The first mission is just to get to dry reef. Perfect timing is essential here or you will be smashed on dry reef. A couple of times we tried, but then waves came, and we had to scramble back out past the break. Eventually our opportunity came, we paddled our lives out and made it far enough onto the dryer reef to avoid any problems. Then began the slow reef walk to the lagoon, followed by a paddle across that to the shoreline. However, once we got close, we realised we couldn’t go the same way back that we came as the tide was too high and made it impossible. We ended up scaling parts of the cliff, struggling through trees, climbing rock walls, all with surfboards in hand, until we finally reached a Warung halfway up the cliff face which joined us to a staircase leading back down to the open beach. That was hectic I can tell you and I won’t be doing it that way ever again!
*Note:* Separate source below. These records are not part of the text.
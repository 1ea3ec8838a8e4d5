//! `DuetServer` builder and accept loop.
//!
//! This is the entry point for running the service. It ties the layers
//! together: transport → protocol → broadcast → rooms, plus the reaper.

use std::sync::Arc;
use std::time::Duration;

use duet_broadcast::EventHub;
use duet_protocol::JsonCodec;
use duet_room::{Reaper, ReaperConfig, RoomConfig, RoomRegistry};
use duet_transport::{Transport, WebSocketTransport};
use tokio::sync::Mutex;

use crate::ServerError;
use crate::handler::handle_connection;

/// Shared server state passed to each connection handler task.
pub(crate) struct ServerState {
    pub(crate) registry: Arc<Mutex<RoomRegistry>>,
    pub(crate) hub: Arc<EventHub>,
    pub(crate) codec: JsonCodec,
}

/// Builder for configuring and starting a duet server.
///
/// # Example
///
/// ```rust,no_run
/// use duet_server::DuetServer;
///
/// # async fn run() -> Result<(), duet_server::ServerError> {
/// let server = DuetServer::builder()
///     .bind("0.0.0.0:8080")
///     .build()
///     .await?;
/// server.run().await
/// # }
/// ```
pub struct DuetServerBuilder {
    bind_addr: String,
    room_config: RoomConfig,
    reaper_config: ReaperConfig,
}

impl DuetServerBuilder {
    /// Creates a new builder with default settings.
    pub fn new() -> Self {
        Self {
            bind_addr: "127.0.0.1:8080".to_string(),
            room_config: RoomConfig::default(),
            reaper_config: ReaperConfig::default(),
        }
    }

    /// Sets the address to bind the server to.
    pub fn bind(mut self, addr: &str) -> Self {
        self.bind_addr = addr.to_string();
        self
    }

    /// Sets the age past which unpaired waiting rooms are evicted.
    pub fn waiting_ttl(mut self, ttl: Duration) -> Self {
        self.reaper_config.waiting_ttl = ttl;
        self
    }

    /// Sets the time between reaper sweeps.
    pub fn sweep_interval(mut self, interval: Duration) -> Self {
        self.reaper_config.interval = interval;
        self
    }

    /// Sets the room configuration.
    pub fn room_config(mut self, config: RoomConfig) -> Self {
        self.room_config = config;
        self
    }

    /// Binds the transport, wires up the registry and hub, and spawns
    /// the reaper.
    pub async fn build(self) -> Result<DuetServer, ServerError> {
        let transport = WebSocketTransport::bind(&self.bind_addr).await?;

        let hub = Arc::new(EventHub::new());
        let registry = Arc::new(Mutex::new(RoomRegistry::new(
            self.room_config,
            Arc::clone(&hub),
        )));
        let reaper = Reaper::spawn(Arc::clone(&registry), self.reaper_config);

        let state = Arc::new(ServerState {
            registry,
            hub,
            codec: JsonCodec,
        });

        Ok(DuetServer {
            transport,
            state,
            _reaper: reaper,
        })
    }
}

impl Default for DuetServerBuilder {
    fn default() -> Self {
        Self::new()
    }
}

/// A running duet server.
///
/// Call [`run()`](Self::run) to start accepting connections.
pub struct DuetServer {
    transport: WebSocketTransport,
    state: Arc<ServerState>,
    /// Keeps the reaper alive for the server's lifetime; dropping the
    /// handle cancels the sweep task.
    _reaper: duet_room::ReaperHandle,
}

impl DuetServer {
    /// Creates a new builder.
    pub fn builder() -> DuetServerBuilder {
        DuetServerBuilder::new()
    }

    /// Returns the local address the server is bound to.
    pub fn local_addr(&self) -> std::io::Result<std::net::SocketAddr> {
        self.transport.local_addr()
    }

    /// Runs the accept loop.
    ///
    /// Each accepted connection gets its own handler task. Runs until
    /// the process is terminated.
    pub async fn run(mut self) -> Result<(), ServerError> {
        tracing::info!("duet server running");

        loop {
            match self.transport.accept().await {
                Ok(conn) => {
                    let state = Arc::clone(&self.state);
                    tokio::spawn(async move {
                        if let Err(e) = handle_connection(conn, state).await {
                            tracing::debug!(error = %e, "connection ended with error");
                        }
                    });
                }
                Err(e) => {
                    tracing::error!(error = %e, "accept failed");
                }
            }
        }
    }
}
Finally on the beach we continued to where we started at the bottom of the cliff face, gathered what energy we had left and started the climb up the hundred odd stairs back to our bungalow. This climb will get you every time. Once up the top to our bungalow we collapsed straight into the pool. That moment was absolute bliss! We then started our recovery process which included lots of cold drinks, lots of snacking and resting. Afterall as soon as the tide started draining out again in a couple of hours, we were heading right back out there!

That swell just kept on giving. We surfed it twice a day, either side on the high tide, for five days straight! Each day the swell dropped slightly but up until the fifth day, the waves stayed overhead with plenty of long makeable ones. A five day run that I’m not sure I’ll ever get to experience again at this location. But it’s certainly not impossible, either is the wave if you score it in the right conditions…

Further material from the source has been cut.